Filmed in Roanoke’s Jefferson Center on 20 November 2020, Opera Roanoke’s performance of Das Lied von der Erde adapted the power of Mahler’s score to the physical limitations and emotional implications of the COVID-19 pandemic, movingly enacting the timely conflict between hope and resignation that permeates the piece. Under the baton of Opera Roanoke’s Artistic Director Steven White, the fifteen musicians of the recently-formed chamber ensemble Amici MusicorumAkemi Takayama (violin and concertmaster), Matvey Lapin (violin), Bernard DiGregorio (viola), Kelley Mikkelsen (cello), John P. Smith IV (double bass), Julee Hickcox (flute and piccolo), William P. Parrish, Jr. (oboe and English horn), Carmen Eby (clarinet, E♭ clarinet, and bass clarinet), Scott Bartlett (bassoon), Abigail Pack (horn), William Ray (percussion), Al Wojtera (percussion), Scott Watkins (piano), Erica Sipes (harmonium and celesta), and Jeff Midkiff (mandolin)—transformed the subtleties of Arnold Schönberg’s and Rainer Riehn’s arrangement of Mahler’s opulently-orchestrated score, to which White rightly restored the crucial writing for mandolin, into expressive details that melded like stones in a mosaic to create vibrant soundscapes.

Mahler’s music demands technical prowess of the sort demonstrated by Amici Musicorum in this performance, but the musicians’ playing achieved mastery of considerably more than notes and rhythms. Even when Mahler’s original orchestrations are employed, the prevailing atmosphere of Das Lied von der Erde is often reservedly contemplative, the surging swells of sound accentuating passages of introspective intimacy. Though unfailingly effective from a musical perspective, Mahler’s complex instrumental writing sometimes emphasizes awkward phrasing in his word settings, but White ensured that Amici Musicorum’s sonic textures supported the singers’ efforts at elucidating text. Indeed, the instruments frequently seemed to communicate the words as naturally and impactfully as the voices. Midkiff’s spirited playing validated the sagacity of White’s reinstatement of the mandolin in ‘Von der Schönheit’ and ‘Der Abschied,’ and Sipes adroitly exhibited how integral the distinctive timbres of the harmonium and celesta are to Das Lied von der Erde’s sound world. The many challenges for strings, winds, and percussion were exultantly and gracefully conquered.

White’s affection and respect for the music were apparent in his discerning but unaffected handling of the score.
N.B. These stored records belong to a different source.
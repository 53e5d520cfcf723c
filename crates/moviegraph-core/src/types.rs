//! Core domain types for the MovieGraph store.
//!
//! These types describe the entities written by one movie record write and
//! the shape of what the graph hands back afterwards.

use std::fmt;
use std::str::FromStr;

use serde::{Deserialize, Serialize};

// ── Input Entities ────────────────────────────────────────────────

/// A country. Upserted by exact `name` match, so repeated writes share one node.
#[derive(Debug, Clone, Serialize, Deserialize, PartialEq, Eq)]
pub struct Country {
    pub name: String,
}

/// A person credited on a movie. Always created anew.
#[derive(Debug, Clone, Serialize, Deserialize, PartialEq, Eq)]
pub struct Person {
    pub name: String,
    #[serde(default, skip_serializing_if = "Option::is_none")]
    pub family: Option<String>,
}

/// A movie. Always created anew; there is no natural key.
#[derive(Debug, Clone, Serialize, Deserialize, PartialEq, Eq)]
pub struct Movie {
    pub title: String,
    pub genre: String,
    pub release_year: i64,
}

/// Everything one write needs: the country, the person and the movie.
#[derive(Debug, Clone, Serialize, Deserialize, PartialEq, Eq)]
pub struct MovieRequest {
    pub country: Country,
    pub person: Person,
    pub movie: Movie,
}

impl MovieRequest {
    /// The demonstration record written when no input is supplied.
    pub fn demo() -> Self {
        Self {
            country: Country {
                name: "USA".to_string(),
            },
            person: Person {
                name: "name".to_string(),
                family: Some("family".to_string()),
            },
            movie: Movie {
                title: "The Evil".to_string(),
                genre: "Data Science".to_string(),
                release_year: 2024,
            },
        }
    }
}

// ── Stored Entities ───────────────────────────────────────────────

/// A node as stored in the graph: its store-assigned id plus its properties.
#[derive(Debug, Clone, Serialize, Deserialize, PartialEq, Eq)]
pub struct StoredEntity<T> {
    pub node_id: i64,
    #[serde(flatten)]
    pub properties: T,
}

/// Result of a movie record write.
#[derive(Debug, Clone, Serialize, Deserialize, PartialEq, Eq)]
pub struct MovieRecord {
    pub country: StoredEntity<Country>,
    pub person: StoredEntity<Person>,
    pub movie: StoredEntity<Movie>,
}

// ── Node Labels ───────────────────────────────────────────────────

/// Node labels written into the graph.
///
/// Labels cannot be bound as Cypher parameters either, so read-back queries
/// take one of these instead of a free-form string.
#[derive(Debug, Clone, Copy, Serialize, Deserialize, PartialEq, Eq, Hash)]
pub enum NodeLabel {
    Country,
    Person,
    Movie,
}

impl NodeLabel {
    /// The Cypher label string.
    pub fn as_cypher(&self) -> &'static str {
        match self {
            Self::Country => "Country",
            Self::Person => "Person",
            Self::Movie => "Movie",
        }
    }
}

impl fmt::Display for NodeLabel {
    fn fmt(&self, f: &mut fmt::Formatter<'_>) -> fmt::Result {
        f.write_str(self.as_cypher())
    }
}

// ── Relationship Types ────────────────────────────────────────────

/// Relationship types written into the graph.
///
/// Relationship types cannot be bound as Cypher parameters, so they are
/// only ever rendered from this closed set.
#[derive(Debug, Clone, Copy, Default, Serialize, Deserialize, PartialEq, Eq, Hash)]
#[serde(rename_all = "SCREAMING_SNAKE_CASE")]
pub enum RelationshipType {
    ActedIn,
    #[default]
    ProducedIn,
}

impl RelationshipType {
    /// The Cypher relationship type string.
    pub fn as_cypher(&self) -> &'static str {
        match self {
            Self::ActedIn => "ACTED_IN",
            Self::ProducedIn => "PRODUCED_IN",
        }
    }
}

impl fmt::Display for RelationshipType {
    fn fmt(&self, f: &mut fmt::Formatter<'_>) -> fmt::Result {
        f.write_str(self.as_cypher())
    }
}

impl FromStr for RelationshipType {
    type Err = String;

    /// Accepts `ACTED_IN`, `acted_in` and `acted-in` spellings.
    fn from_str(s: &str) -> Result<Self, Self::Err> {
        match s.to_ascii_uppercase().replace('-', "_").as_str() {
            "ACTED_IN" => Ok(Self::ActedIn),
            "PRODUCED_IN" => Ok(Self::ProducedIn),
            _ => Err(format!(
                "Invalid relationship type: {s}. Choose: acted-in, produced-in"
            )),
        }
    }
}
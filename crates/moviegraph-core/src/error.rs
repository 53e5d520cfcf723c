use thiserror::Error;

/// Top-level error type for MovieGraph configuration and input handling.
#[derive(Error, Debug)]
pub enum MovieGraphError {
    #[error("Configuration error: {0}")]
    Config(String),

    #[error("Serialization error: {0}")]
    Serialization(#[from] serde_json::Error),

    #[error("IO error: {0}")]
    Io(#[from] std::io::Error),
}

impl From<config::ConfigError> for MovieGraphError {
    fn from(err: config::ConfigError) -> Self {
        Self::Config(err.to_string())
    }
}
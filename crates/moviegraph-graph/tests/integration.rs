//! Integration tests for moviegraph-graph against a live Neo4j instance.
//!
//! Credentials come from `MOVIEGRAPH__NEO4J__*` environment variables or
//! `moviegraph.toml`.
//! Run with: cargo test --package moviegraph-graph --test integration -- --ignored
//!
//! Skipped automatically if Neo4j is not available.

use std::time::Duration;

use moviegraph_core::config::load_settings;
use moviegraph_core::{MovieRequest, NodeLabel, RelationshipType};
use moviegraph_graph::{write_movie_record, BoltConnector, GraphClient, GraphConfig, GraphError};

fn config_or_skip() -> Option<GraphConfig> {
    let settings = load_settings("moviegraph").ok()?;
    match GraphConfig::try_from(&settings.neo4j) {
        Ok(config) => Some(config),
        Err(e) => {
            eprintln!("Skipping integration test (no Neo4j credentials): {e}");
            None
        }
    }
}

async fn connect_or_skip() -> Option<(GraphClient, BoltConnector)> {
    let config = config_or_skip()?;
    match GraphClient::connect(&config).await {
        Ok(client) => Some((client, BoltConnector::new(config))),
        Err(e) => {
            eprintln!("Skipping integration test (Neo4j not available): {e}");
            None
        }
    }
}

/// A request whose country name no other test run shares.
fn unique_request() -> MovieRequest {
    let mut request = MovieRequest::demo();
    request.country.name = format!("Country-{}", uuid::Uuid::new_v4());
    request.person.name = format!("Person-{}", uuid::Uuid::new_v4());
    request
}

async fn cleanup(client: &GraphClient, request: &MovieRequest) {
    let q = neo4rs::query(
        "MATCH (c:Country {name: $country})
         OPTIONAL MATCH (c)-->(m:Movie)
         OPTIONAL MATCH (p:Person)-->(m)
         DETACH DELETE c, m, p",
    )
    .param("country", request.country.name.clone());
    let _ = client.run(q).await;

    let q = neo4rs::query("MATCH (p:Person {name: $person}) DETACH DELETE p")
        .param("person", request.person.name.clone());
    let _ = client.run(q).await;
}

async fn count_movies_of(client: &GraphClient, country: &str) -> i64 {
    let q = neo4rs::query(
        "MATCH (:Country {name: $country})-->(m:Movie)
         RETURN count(m) AS cnt",
    )
    .param("country", country.to_string());
    client
        .query_one(q)
        .await
        .unwrap()
        .and_then(|row| row.get::<i64>("cnt").ok())
        .unwrap_or(0)
}

#[tokio::test]
#[ignore = "requires live Neo4j; run with: cargo test --package moviegraph-graph --test integration -- --ignored"]
async fn test_demo_record_round_trip() {
    let Some((client, connector)) = connect_or_skip().await else {
        return;
    };
    let request = unique_request();

    let record = write_movie_record(&connector, &request, RelationshipType::ProducedIn)
        .await
        .unwrap();

    assert_eq!(record.country.properties, request.country);
    assert_eq!(record.person.properties, request.person);
    assert_eq!(record.movie.properties, request.movie);

    // Stored as an integer, not a string.
    let year = client.movie_release_year(record.movie.node_id).await.unwrap();
    assert_eq!(year, Some(2024));

    let edges = client
        .incoming_relationships(record.movie.node_id)
        .await
        .unwrap();
    assert_eq!(edges.len(), 2);
    assert_eq!(edges[0].rel_type, "ACTED_IN");
    assert_eq!(edges[0].source_label, "Person");
    assert_eq!(edges[1].rel_type, "PRODUCED_IN");
    assert_eq!(edges[1].source_label, "Country");

    cleanup(&client, &request).await;
}

#[tokio::test]
#[ignore = "requires live Neo4j"]
async fn test_country_is_shared_across_writes() {
    let Some((client, connector)) = connect_or_skip().await else {
        return;
    };
    let request = unique_request();
    let movies_before = client.count_nodes(NodeLabel::Movie).await.unwrap();

    let mut country_ids = Vec::new();
    for _ in 0..3 {
        let record = write_movie_record(&connector, &request, RelationshipType::ProducedIn)
            .await
            .unwrap();
        country_ids.push(record.country.node_id);
    }

    assert!(country_ids.windows(2).all(|w| w[0] == w[1]));
    assert_eq!(
        client
            .count_countries_named(&request.country.name)
            .await
            .unwrap(),
        1
    );
    assert_eq!(
        client.count_people_named(&request.person.name).await.unwrap(),
        3
    );
    assert_eq!(count_movies_of(&client, &request.country.name).await, 3);
    assert!(client.count_nodes(NodeLabel::Movie).await.unwrap() >= movies_before + 3);

    cleanup(&client, &request).await;
}

#[tokio::test]
#[ignore = "requires live Neo4j"]
async fn test_legacy_country_edge() {
    let Some((client, connector)) = connect_or_skip().await else {
        return;
    };
    let request = unique_request();

    let record = write_movie_record(&connector, &request, RelationshipType::ActedIn)
        .await
        .unwrap();

    let edges = client
        .incoming_relationships(record.movie.node_id)
        .await
        .unwrap();
    assert_eq!(edges.len(), 2);
    assert!(edges.iter().all(|e| e.rel_type == "ACTED_IN"));

    cleanup(&client, &request).await;
}

#[tokio::test]
#[ignore = "requires live Neo4j"]
async fn test_injection_payload_is_stored_literally() {
    let Some((client, connector)) = connect_or_skip().await else {
        return;
    };
    let mut request = unique_request();
    request.person.name = format!(
        r#"{}"}}) MATCH (n) DETACH DELETE n //'"#,
        request.person.name
    );

    let record = write_movie_record(&connector, &request, RelationshipType::ProducedIn)
        .await
        .unwrap();

    assert_eq!(record.person.properties.name, request.person.name);
    assert_eq!(
        client.count_people_named(&request.person.name).await.unwrap(),
        1
    );

    cleanup(&client, &request).await;
}

#[tokio::test]
#[ignore = "requires live Neo4j"]
async fn test_person_without_family() {
    let Some((client, connector)) = connect_or_skip().await else {
        return;
    };
    let mut request = unique_request();
    request.person.family = None;

    let record = write_movie_record(&connector, &request, RelationshipType::ProducedIn)
        .await
        .unwrap();
    assert_eq!(record.person.properties.family, None);

    cleanup(&client, &request).await;
}

#[tokio::test]
async fn test_unreachable_endpoint_fails_to_open() {
    let connector = BoltConnector::new(GraphConfig {
        uri: "bolt://127.0.0.1:1".to_string(),
        connect_timeout: Duration::from_secs(5),
        ..Default::default()
    });

    let err = write_movie_record(&connector, &MovieRequest::demo(), RelationshipType::ProducedIn)
        .await
        .unwrap_err();
    assert!(matches!(err, GraphError::Connection(_)));
}
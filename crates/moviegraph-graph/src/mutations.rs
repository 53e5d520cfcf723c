//! Write operations for the movie graph.
//!
//! One movie record write is a single statement: the Country is MERGEd by
//! name, the Person and Movie are always CREATEd, and both are linked to the
//! Movie. Every value is a bound parameter.

use serde::de::DeserializeOwned;

use moviegraph_core::{MovieRecord, MovieRequest, RelationshipType, StoredEntity};

use crate::client::GraphError;
use crate::session::{Connector, GraphSession, NodeRow, Statement};

const RETURN_COLUMNS: [&str; 3] = ["country", "person", "movie"];

/// Build the movie record statement.
///
/// `country_edge` is rendered into the text from a closed enum; nothing else is.
pub fn movie_record_statement(
    request: &MovieRequest,
    country_edge: RelationshipType,
) -> Statement {
    let person_edge = RelationshipType::ActedIn.as_cypher();
    let country_edge = country_edge.as_cypher();
    let cypher = format!(
        "MERGE (country:Country {{name: $country_name}})
         CREATE (person:Person {{name: $person_name, family: $person_family}})
         CREATE (movie:Movie {{title: $title, genre: $genre, release_year: $release_year}})
         CREATE (person)-[:{person_edge}]->(movie)
         CREATE (country)-[:{country_edge}]->(movie)
         RETURN country, person, movie"
    );

    Statement::new(cypher)
        .param("country_name", request.country.name.as_str())
        .param("person_name", request.person.name.as_str())
        .param("person_family", request.person.family.clone())
        .param("title", request.movie.title.as_str())
        .param("genre", request.movie.genre.as_str())
        .param("release_year", request.movie.release_year)
        .returning(&RETURN_COLUMNS)
}

/// Open a session, write one movie record, and close the session.
///
/// The session is closed whether the write succeeds or fails. A close
/// failure is logged and never replaces the write outcome.
pub async fn write_movie_record<C: Connector>(
    connector: &C,
    request: &MovieRequest,
    country_edge: RelationshipType,
) -> Result<MovieRecord, GraphError> {
    let mut session = connector.open().await?;
    let outcome = write_in_session(&mut session, request, country_edge).await;

    if let Err(e) = session.close().await {
        tracing::warn!(error = %e, "Failed to close graph session");
    }

    outcome
}

/// Write one movie record through an already-open session.
pub async fn write_in_session<S: GraphSession>(
    session: &mut S,
    request: &MovieRequest,
    country_edge: RelationshipType,
) -> Result<MovieRecord, GraphError> {
    let statement = movie_record_statement(request, country_edge);
    let row = session
        .run_single(statement)
        .await?
        .ok_or_else(|| GraphError::Query("movie record write returned no rows".to_string()))?;

    let record = decode_record(&row)?;
    tracing::info!(
        country = %record.country.properties.name,
        person = %record.person.properties.name,
        movie = %record.movie.properties.title,
        movie_id = record.movie.node_id,
        %country_edge,
        "Wrote movie record"
    );
    Ok(record)
}

fn decode_record(row: &NodeRow) -> Result<MovieRecord, GraphError> {
    Ok(MovieRecord {
        country: decode_entity(row, "country")?,
        person: decode_entity(row, "person")?,
        movie: decode_entity(row, "movie")?,
    })
}

fn decode_entity<T: DeserializeOwned>(
    row: &NodeRow,
    column: &str,
) -> Result<StoredEntity<T>, GraphError> {
    let node = row
        .get(column)
        .ok_or_else(|| GraphError::Query(format!("column `{column}` missing from result")))?;

    let properties = serde_json::from_value(serde_json::Value::Object(node.properties.clone()))
        .map_err(|e| GraphError::Serialization(format!("Failed to decode `{column}`: {e}")))?;

    Ok(StoredEntity {
        node_id: node.id,
        properties,
    })
}
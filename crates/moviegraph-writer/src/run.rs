//! One writer invocation: write, then optionally read back.

use tracing::Instrument;
use uuid::Uuid;

use moviegraph_core::{MovieRecord, MovieRequest, NodeLabel, RelationshipType};
use moviegraph_graph::{write_movie_record, Connector, GraphClient, GraphConfig};

use crate::error::Result;
use crate::report::Verification;

/// Write one movie record inside a span tagged with a fresh `write_id`.
pub async fn run_write<C: Connector>(
    connector: &C,
    request: &MovieRequest,
    country_edge: RelationshipType,
) -> Result<MovieRecord> {
    let write_id = Uuid::new_v4();
    let span = tracing::info_span!("write", %write_id);

    let record = write_movie_record(connector, request, country_edge)
        .instrument(span)
        .await?;
    Ok(record)
}

/// Read back what the write left behind over a separate, short-lived client.
pub async fn verify(config: &GraphConfig, record: &MovieRecord) -> Result<Verification> {
    let client = GraphClient::connect(config).await?;
    let country_name = record.country.properties.name.clone();

    let country_nodes = client.count_countries_named(&country_name).await?;
    let person_total = client.count_nodes(NodeLabel::Person).await?;
    let movie_total = client.count_nodes(NodeLabel::Movie).await?;
    let incoming = client
        .incoming_relationships(record.movie.node_id)
        .await?;

    Ok(Verification {
        country_name,
        country_nodes,
        person_total,
        movie_total,
        incoming,
    })
}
The first and many subsequent performances of Das Lied von der Erde were conducted by Mahler’s friend and champion Bruno Walter, whose interpretation of the score is extensively documented on recordings. White’s conducting of Opera Roanoke’s Das Lied von der Erde integrated a sense of enraptured solemnity reminiscent of Walter’s performances with elements of Hans Rosbaud’s stylistic acuity and Jascha Horenstein’s fervor. His tempi were drawn from rather than imposed upon the score, his pacing closely aligned with the cadences of the text. As in all of Mahler’s symphonies, evincing the emotional gravity of the transitions of tempo and dynamics that drive Das Lied von der Erde is arguably a conductor’s paramount duty. White wholly fulfilled this responsibility, his reading of the score ennobled by selfless service to the music.

IN REVIEW: Gustav Mahler - DAS LIED VON DER ERDE (Opera Roanoke, 13 December 2020; caricature of the composer by Enrico Caruso for THE MUSICAL COURIER, 1908)Der Liedermacher: caricature of Gustav Mahler by tenor Enrico Caruso for The Musical Courier, 1908

Throughout the performance, tenor Clay Hilley sang strongly, only a few instances of compromised intonation and avoidance of Mahler’s quieter dynamic markings betraying the exertion expended in his voicing of the music. He vanquished the assault on the voice’s passaggio in ‘Das Trinklied vom Jammer der Erde,’ confidently projecting both the profusion of Fs, F♯s, and Gs at the top of the stave and the euphoric top B♭. Hilley articulated ‘Ein voller Becher Weins zur rechten Zeit ist mehr wert’ heartily, and his assured singing of ‘Das Firmament blaut ewig’ heightened the psychological reverberations of the text, underscoring the kinship between Mahler’s vocal lines and Wagner’s music for his Tristan. Hilley delivered the repetitions of ‘Dunkel ist das Leben, ist der Tod’ pointedly, giving each statement unique inflections.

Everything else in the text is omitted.